(Duccio di Boninsegna, Jesus Christ Restores Sight to the Man Born Blind, National Gallery, London, 1308)

Sunday, 15 March 2026

FOURTH SUNDAY OF LENT – YEAR A

Commentary on the Sunday Gospel

Jn 9:1-41

The fourth Sunday of Lent, in laetare, even in the liturgical colours we find on the altar, invites us to rejoice, to anticipate the joy of Easter, even as we journey towards the Lord’s Passover. We are halfway through this journey, and today we are presented with a typically ‘baptismal’ passage, with a scene that can be a metaphor for each of our journeys of faith.

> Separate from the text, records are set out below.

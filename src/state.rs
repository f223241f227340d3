use crate::filters::MedianDespiker;
use crate::publish::Publisher;
use crate::stabilizer::StabilizerState;

#[derive(Debug, Clone)]
pub struct State {
    /// Median-of-three despiking buffer
    pub median: MedianDespiker,

    /// Estimate and stability lock bookkeeping
    pub stabilizer: StabilizerState,

    /// Published value, publish time and invalid streak
    pub publisher: Publisher,
}

impl State {
    pub const fn new() -> Self {
        Self {
            median: MedianDespiker::new(),
            stabilizer: StabilizerState::new(),
            publisher: Publisher::new(),
        }
    }
}

impl Default for State {
    fn default() -> Self {
        Self::new()
    }
}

We witness a new creation, through sister earth and spittle – water and fire of the Spirit – Jesus is as if he were moulding a new Adam ready to contemplate his face.

We are in Chapter 9 of John, in the temple in Jerusalem during the Feast of Tabernacles, where Jesus had spoken about life, death, and the fatherhood of God, risking being stoned by the Jews. Now, still in the vicinity of the temple, Jesus performs another work that refers us to life, to ‘coming to the light’. In fact, it is said that ‘Jesus passed by and saw a man blind from birth’; it is always God who sees man first. 

In the disciples’ question, ‘Who sinned?’, there is the question that lies in the heart of each of us, the meaning of suffering. Why is there evil in the world? The retributive Jewish tradition, which we still live by in part, says that if you are blessed by God, things will go well for you in life. To this temptation to devour the planet and the goods of others, Jesus replies: ‘Neither he nor his parents sinned’. Evil is not being poor, blind, or suffering, but evil is stealing, killing, and causing suffering. 

“He spat on the ground, made mud with his saliva, and spread the mud on the blind man’s eyes.” Jesus performs three actions, he does not perform a miracle: he spits, mixes and spreads mud. On his own initiative, without anyone asking him to. He shows great delicacy towards the sick man, leaving him the freedom to heal. Elisha’s question to Naam the Syrian returns, or the one Jesus asked the sick man at the pool of Bethesda: “Do you want to be healed?” It is not a given that we all really want to be healed; often our labels and our comfort zones reassure us. Jesus leaves us the freedom to see the light. ‘He went, washed himself and came back seeing’. This, in a nutshell, is what frees this man who was blind from birth. The important things in life are almost always contained in a few moments and gestures. 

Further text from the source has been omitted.